Court case · 1967

Commissioner v. Danielson

378 F.2d 771 (3d Cir. 1967), cert. denied, 389 U.S. 858 (1967)

U.S. Court of Appeals, 3d Cir.

IRS won

Audio summary

A short audio walkthrough of this case: what happened, what the court decided, and why it matters for your study.

The facts

In a business acquisition, the parties wrote an express allocation of purchase price into the contract, including an amount attributed to a covenant not to compete. Later, the taxpayer tried to reallocate the purchase price differently on the tax return. The Third Circuit had to decide whether a taxpayer is bound by the allocations written into a signed purchase agreement.

What the court decided

The Danielson rule: a party who signs an express contractual allocation of purchase price is bound by it for tax purposes. You cannot reallocate on your tax return later, unless you can prove fraud, duress, or a mistake of fact. Only the IRS, not the taxpayer, may challenge the agreed-upon allocation. The Supreme Court declined to hear the case.

Why it matters for your study: Before any acquisition cost segregation study, the purchase agreement and Form 8594 must be reviewed. If an express allocation was written in, you are bound by it. This rule shapes what a study can and cannot reclassify after the fact, and it is directly relevant when you buy a building that includes a business.

Where this comes from

When one business buys another, the deal often splits the purchase price among different assets in the contract itself. Each party has reasons to want different allocations, so negotiations happen.
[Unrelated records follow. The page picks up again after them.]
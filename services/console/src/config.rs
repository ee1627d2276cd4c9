//! services/console/src/config.rs
//!
//! Defines the application's configuration structure and loading logic.
//!
//! All configuration is loaded from environment variables at startup. The `.env`
//! file is used for local development.

use std::path::PathBuf;
use std::time::Duration;
use tracing::Level;

/// A custom error type for configuration loading failures.
#[derive(Debug, thiserror::Error)]
pub enum ConfigError {
    #[error("Missing the environment variable {0}")]
    MissingVar(String),
    #[error("Invalid value for the environment variable {0}: {1}")]
    InvalidValue(String, String),
}

/// Holds all configuration loaded from the environment at startup.
#[derive(Clone, Debug)]
pub struct Config {
    /// Base URL of the remote school API, e.g. `https://api.example.org`.
    pub api_base_url: String,
    /// Where the session mirror (token, role, school name) is persisted.
    pub session_file: PathBuf,
    pub request_timeout: Duration,
    pub log_level: Level,
    /// Optional credentials for the smoke binary's automatic login.
    pub login_email: Option<String>,
    pub login_password: Option<String>,
}

impl Config {
    /// Loads configuration from environment variables.
    ///
    /// It will look for a `.env` file in the current directory for development,
    /// but this is skipped in test environments to ensure tests are hermetic.
    pub fn from_env() -> Result<Self, ConfigError> {
        // Only load from .env in non-test mode to avoid contamination.
        if !cfg!(test) {
            dotenvy::dotenv().ok();
        }

        let api_base_url = std::env::var("CONSOLE_API_URL")
            .map_err(|_| ConfigError::MissingVar("CONSOLE_API_URL".to_string()))?;

        let session_file = std::env::var("CONSOLE_SESSION_FILE")
            .map(PathBuf::from)
            .unwrap_or_else(|_| PathBuf::from("./.console-session.json"));

        let timeout_str =
            std::env::var("CONSOLE_REQUEST_TIMEOUT_SECS").unwrap_or_else(|_| "30".to_string());
        let timeout_secs = timeout_str.parse::<u64>().map_err(|e| {
            ConfigError::InvalidValue("CONSOLE_REQUEST_TIMEOUT_SECS".to_string(), e.to_string())
        })?;

        let log_level_str = std::env::var("RUST_LOG").unwrap_or_else(|_| "INFO".to_string());
        let log_level = log_level_str.parse::<Level>().map_err(|_| {
            ConfigError::InvalidValue(
                "RUST_LOG".to_string(),
                format!("'{}' is not a valid log level", log_level_str),
            )
        })?;

        let login_email = std::env::var("CONSOLE_EMAIL").ok();
        let login_password = std::env::var("CONSOLE_PASSWORD").ok();

        Ok(Self {
            api_base_url,
            session_file,
            request_timeout: Duration::from_secs(timeout_secs),
            log_level,
            login_email,
            login_password,
        })
    }
}
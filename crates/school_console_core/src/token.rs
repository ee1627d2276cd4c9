//! crates/school_console_core/src/token.rs
//!
//! The bearer-token codec. Tokens are three dot-separated segments; the
//! middle segment is a URL-safe-base64 JSON object carrying the claims.
//! Decoding is a pure computation — persistence and state transitions are
//! the session store's job.

use base64::alphabet;
use base64::engine::{DecodePaddingMode, Engine, GeneralPurpose, GeneralPurposeConfig};
use chrono::{DateTime, Utc};

use crate::domain::Claims;

/// URL-safe base64, tolerant of both padded and unpadded payloads. Issuers
/// differ on padding and both must decode.
const PAYLOAD_B64: GeneralPurpose = GeneralPurpose::new(
    &alphabet::URL_SAFE,
    GeneralPurposeConfig::new().with_decode_padding_mode(DecodePaddingMode::Indifferent),
);

/// Why a token failed to decode. All variants are terminal: a token that
/// fails here is treated as expired (fail-closed) by every caller.
#[derive(Debug, thiserror::Error)]
pub enum TokenError {
    #[error("token does not have three dot-separated segments")]
    SegmentCount,

    #[error("claims segment is not valid base64: {0}")]
    Base64(#[from] base64::DecodeError),

    #[error("claims segment is not valid UTF-8: {0}")]
    Utf8(#[from] std::string::FromUtf8Error),

    /// Not a JSON object, or missing/invalid `exp`, `role`, or `user_id`.
    #[error("claims segment is not a valid claims object: {0}")]
    Claims(#[from] serde_json::Error),
}

/// Decodes the claims embedded in `token`.
///
/// The payload bytes are reinterpreted as UTF-8 text before JSON parsing so
/// that multi-byte characters in embedded names (e.g. a Cyrillic school
/// name) survive intact.
pub fn decode(token: &str) -> Result<Claims, TokenError> {
    let mut segments = token.split('.');
    let payload = match (segments.next(), segments.next(), segments.next(), segments.next()) {
        (Some(_header), Some(payload), Some(_signature), None) => payload,
        _ => return Err(TokenError::SegmentCount),
    };
    let bytes = PAYLOAD_B64.decode(payload)?;
    let text = String::from_utf8(bytes)?;
    let claims: Claims = serde_json::from_str(&text)?;
    Ok(claims)
}

/// Whether `token` is expired at `now`.
///
/// An undecodable token is expired (fail-closed). The comparison is a
/// strict `exp < now`: a token whose `exp` equals the current second is
/// still accepted.
pub fn is_expired(token: &str, now: DateTime<Utc>) -> bool {
    match decode(token) {
        Ok(claims) => claims.exp < now.timestamp(),
        Err(_) => true,
    }
}
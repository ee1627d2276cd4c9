//! crates/school_console_core/src/views.rs
//!
//! Derived views over cached collections: joins, filters, and aggregates.
//! Every function here is pure and recomputed from the current cache on
//! each call — derived data is never stored, so it can never go stale.

use crate::domain::{Class, Student, Teacher};

/// Display value for a student whose class id matches no known class.
pub const UNASSIGNED_CLASS: &str = "unassigned";

/// A student with its class resolved by numeric-id join.
#[derive(Debug, Clone, PartialEq)]
pub struct StudentWithClass {
    pub student: Student,
    pub class: Option<Class>,
}

impl StudentWithClass {
    /// The class name for display, or the unassigned sentinel. Never fails.
    pub fn class_name(&self) -> &str {
        self.class
            .as_ref()
            .map(|c| c.name.as_str())
            .unwrap_or(UNASSIGNED_CLASS)
    }
}

/// Resolves a student's class by scanning `classes` for a numeric id match.
pub fn attach_class(student: &Student, classes: &[Class]) -> StudentWithClass {
    let class = classes
        .iter()
        .find(|c| c.numeric_id() == Some(student.class_id))
        .cloned();
    StudentWithClass {
        student: student.clone(),
        class,
    }
}

/// Joins every student against the class cache.
pub fn attach_classes(students: &[Student], classes: &[Class]) -> Vec<StudentWithClass> {
    students
        .iter()
        .map(|s| attach_class(s, classes))
        .collect()
}

/// Classes ordered by ascending grade. Ties keep their fetch order.
pub fn classes_by_grade(classes: &[Class]) -> Vec<Class> {
    let mut sorted = classes.to_vec();
    sorted.sort_by_key(|c| c.grade);
    sorted
}

/// The distinct grades present in the class cache, ascending.
pub fn unique_grades(classes: &[Class]) -> Vec<i64> {
    let mut grades: Vec<i64> = classes.iter().map(|c| c.grade).collect();
    grades.sort_unstable();
    grades.dedup();
    grades
}

/// Case-insensitive name search combined with an exact subject match.
pub fn filter_teachers(teachers: &[Teacher], search: &str, subject: Option<&str>) -> Vec<Teacher> {
    let needle = search.to_lowercase();
    teachers
        .iter()
        .filter(|t| t.full_name.to_lowercase().contains(&needle))
        .filter(|t| subject.map_or(true, |s| t.subject == s))
        .cloned()
        .collect()
}

/// The distinct subjects taught, sorted alphabetically.
pub fn unique_subjects(teachers: &[Teacher]) -> Vec<String> {
    let mut subjects: Vec<String> = teachers.iter().map(|t| t.subject.clone()).collect();
    subjects.sort();
    subjects.dedup();
    subjects
}

#[cfg(test)]
mod tests {
    use super::*;

    fn class(id: &str, name: &str, grade: i64) -> Class {
        Class {
            id: id.to_string(),
            name: name.to_string(),
            grade,
            academic_year: "2025/2026".to_string(),
            created_at: None,
            updated_at: None,
        }
    }

    fn student(id: i64, name: &str, class_id: i64) -> Student {
        Student {
            id,
            full_name: name.to_string(),
            class_id,
            address: None,
            birth_date: None,
            gender: None,
            note: None,
            phone: None,
            school_id: None,
            created_at: None,
        }
    }

    fn teacher(id: i64, name: &str, subject: &str) -> Teacher {
        Teacher {
            id,
            full_name: name.to_string(),
            phone: String::new(),
            position: "teacher".to_string(),
            subject: subject.to_string(),
            category: None,
            education: None,
            note: None,
            ped_experience: None,
            total_experience: None,
            work_start: None,
            created_at: String::new(),
        }
    }

    #[test]
    fn join_matches_numeric_class_ids() {
        let classes = vec![class("3", "3-А", 3), class("11", "11-Б", 11)];
        let joined = attach_class(&student(1, "Иванов Иван", 11), &classes);
        assert_eq!(joined.class_name(), "11-Б");
    }

    #[test]
    fn join_without_match_yields_unassigned_sentinel() {
        let classes = vec![class("3", "3-А", 3)];
        let joined = attach_class(&student(1, "Orphan", 99), &classes);
        assert!(joined.class.is_none());
        assert_eq!(joined.class_name(), UNASSIGNED_CLASS);
    }

    #[test]
    fn non_numeric_class_ids_never_match() {
        let classes = vec![class("abc", "Broken", 1)];
        let joined = attach_class(&student(1, "Anyone", 0), &classes);
        assert!(joined.class.is_none());
    }

    #[test]
    fn classes_sort_by_grade_ascending() {
        let classes = vec![class("1", "9-А", 9), class("2", "1-А", 1), class("3", "5-А", 5)];
        let sorted = classes_by_grade(&classes);
        let grades: Vec<i64> = sorted.iter().map(|c| c.grade).collect();
        assert_eq!(grades, vec![1, 5, 9]);
    }

    #[test]
    fn grades_are_deduplicated_and_sorted() {
        let classes = vec![class("1", "9-А", 9), class("2", "9-Б", 9), class("3", "1-А", 1)];
        assert_eq!(unique_grades(&classes), vec![1, 9]);
    }

    #[test]
    fn teacher_search_is_case_insensitive() {
        let teachers = vec![
            teacher(1, "Петрова Анна", "Математика"),
            teacher(2, "Сидоров Павел", "Физика"),
        ];
        let hits = filter_teachers(&teachers, "петрова", None);
        assert_eq!(hits.len(), 1);
        assert_eq!(hits[0].id, 1);
    }

    #[test]
    fn teacher_filter_combines_search_and_subject() {
        let teachers = vec![
            teacher(1, "Петрова Анна", "Математика"),
            teacher(2, "Петров Борис", "Физика"),
        ];
        let hits = filter_teachers(&teachers, "петров", Some("Физика"));
        assert_eq!(hits.len(), 1);
        assert_eq!(hits[0].id, 2);
    }

    #[test]
    fn subjects_are_unique_and_sorted() {
        let teachers = vec![
            teacher(1, "a", "Физика"),
            teacher(2, "b", "Математика"),
            teacher(3, "c", "Физика"),
        ];
        assert_eq!(
            unique_subjects(&teachers),
            vec!["Математика".to_string(), "Физика".to_string()]
        );
    }
}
Danielson involved a business acquisition where the parties wrote an explicit allocation into the agreement, including an amount for a covenant not to compete. After closing, the taxpayer tried to treat the dollars differently on the tax return. The Third Circuit had to answer the question: are you stuck with what you signed?

What it decided

The Third Circuit said yes. When you negotiate and sign an express allocation of purchase price in a contract, that allocation binds you for tax purposes. You cannot challenge your own agreement later, unless you can show fraud, duress, or a mistake of fact. Those exceptions are narrow.

The court also drew an interesting asymmetry. Only the IRS can challenge an allocation the parties agreed to. The taxpayer who signed it cannot come back and say the allocation was wrong to get a better tax result.

The Supreme Court declined to hear the case. The rule stood. Tax professionals now call it the Danielson rule.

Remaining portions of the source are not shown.